III. Federal Claims As stated above, Plaintiffs brought claims for relief against the City Defendants pursuant to § 1983 for illegal arrest and for excessive force in violation of Mr. Krueger’s Fourth Amendment rights. Additionally, while it is not abundantly clear in the Fourth Amended Complaint, Plaintiffs arguably also brought claims against the City Defendants for failure to intervene to stop other law enforcement officers from using excessive force against Mr. Krueger. As the City Defendants have each asserted the defense of qualified immunity, the burden shifts to Plaintiffs to show: (1) that each of the City Defendant’s individual actions violated a
federal constitutional or statutory right, and (2) that the right was clearly established at the time of the unlawful conduct. At the outset, the court grants the motions by Officers Collins and Potts, as Plaintiffs do not include any response to their motions. Plaintiffs have failed to show that either Collins or Potts violated any constitutional or statutory right. A. Illegal Arrest (i) Constitutional Violation Prong A warrantless arrest violates the Fourth Amendment unless the arrest was supported by
9 Plaintiffs admit this fact but deny that Dr. Miller is correct. Plaintiffs’ expert, Dr. Chundru, opined that the cause of death was positional asphyxia / traumatic asphyxia event. Docket No. 326, at 8. probable cause. Fogarty v. Gallegos, 523 F.3d 1147, 1156 (10th Cir. 2008) (citation omitted). In determining whether probable cause existed, the court considers whether the “facts and circumstances within the officers' knowledge, and of which they have reasonably trustworthy information, are sufficient in themselves to warrant a man of reasonable caution in the belief that
an offense has been or is being committed.” Id. (citation omitted). This is an independent and objective test.

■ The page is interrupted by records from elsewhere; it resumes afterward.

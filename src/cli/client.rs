use crate::action_log::ActionRecord;
use crate::config::ServerConfig;
use crate::orchestrator::OrchestratorStatus;
use crate::session::Session;
use crate::timeouts::secs;
use crate::{OrchestratorError, Result};
use reqwest::StatusCode;
use serde::de::DeserializeOwned;
use std::time::Duration;

/// Talks to the HTTP API of a running `serve` instance.
pub struct ServerClient {
    client: reqwest::Client,
    base_url: String,
}

impl ServerClient {
    pub fn new(base_url: impl Into<String>) -> Result<Self> {
        let base_url = base_url.into().trim_end_matches('/').to_string();
        url::Url::parse(&base_url).map_err(|e| {
            OrchestratorError::InvalidRequest(format!("invalid server URL '{}': {}", base_url, e))
        })?;

        let client = reqwest::Client::builder()
            .timeout(Duration::from_secs(secs::SERVER_REQUEST))
            .build()?;
        Ok(Self { client, base_url })
    }

    pub fn from_config(config: &ServerConfig) -> Result<Self> {
        Self::new(format!("http://{}:{}", config.host, config.http_port))
    }

    pub async fn status(&self) -> Result<OrchestratorStatus> {
        self.get("/api/status")
            .await?
            .ok_or_else(|| OrchestratorError::General("server has no status endpoint".into()))
    }

    pub async fn sessions(&self) -> Result<Vec<Session>> {
        Ok(self.get("/api/sessions").await?.unwrap_or_default())
    }

    pub async fn actions(&self, session_id: &str) -> Result<Vec<ActionRecord>> {
        self.get(&format!("/api/sessions/{}/actions", session_id))
            .await?
            .ok_or_else(|| OrchestratorError::SessionNotFound(session_id.to_string()))
    }

    pub async fn cleanup(&self, session_id: &str) -> Result<()> {
        let url = format!("{}/api/sessions/{}", self.base_url, session_id);
        let response = self
            .client
            .delete(&url)
            .send()
            .await
            .map_err(|e| self.unreachable(e))?;

        match response.status() {
            StatusCode::NOT_FOUND => Err(OrchestratorError::SessionNotFound(session_id.to_string())),
            status if status.is_success() => Ok(()),
            status => Err(server_error(status, response).await),
        }
    }

    /// `Ok(None)` on 404.
    async fn get<T: DeserializeOwned>(&self, path: &str) -> Result<Option<T>> {
        let url = format!("{}{}", self.base_url, path);
        let response = self
            .client
            .get(&url)
            .send()
            .await
            .map_err(|e| self.unreachable(e))?;

        match response.status() {
            StatusCode::NOT_FOUND => Ok(None),
            status if status.is_success() => Ok(Some(response.json().await?)),
            status => Err(server_error(status, response).await),
        }
    }

    fn unreachable(&self, err: reqwest::Error) -> OrchestratorError {
        OrchestratorError::General(format!(
            "Cannot reach server at {} ({}). Is `crawl-orchestrator serve` running?",
            self.base_url, err
        ))
    }
}

async fn server_error(status: StatusCode, response: reqwest::Response) -> OrchestratorError {
    let body: serde_json::Value = response.json().await.unwrap_or_default();
    let message = body
        .get("error")
        .and_then(|e| e.as_str())
        .unwrap_or("no error message");
    OrchestratorError::General(format!("server returned {}: {}", status, message))
}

Id. “Thus an officer’s own subjective reason for the arrest is irrelevant, and it does not matter whether the arrestee was later charged with a crime.” Id. (citations omitted). Additionally, an officer’s reliance on another officer’s conclusions must be “objectively reasonable.” Felders ex rel. Smedley v. Malcom, 755 F.3d 870, 882 (10th Cir. 2014). An officer who acts “in reliance on what proves to be the flawed conclusions of a fellow police officer may nonetheless be entitled to qualified immunity as long as the officer’s reliance was objectively reasonable.” Id. (citations and internal quotations omitted). It is undisputed that Officers Nevitt and Blair did not assist with restraining or taking Mr. Krueger into custody. Their motions, therefore, are granted as to this claim.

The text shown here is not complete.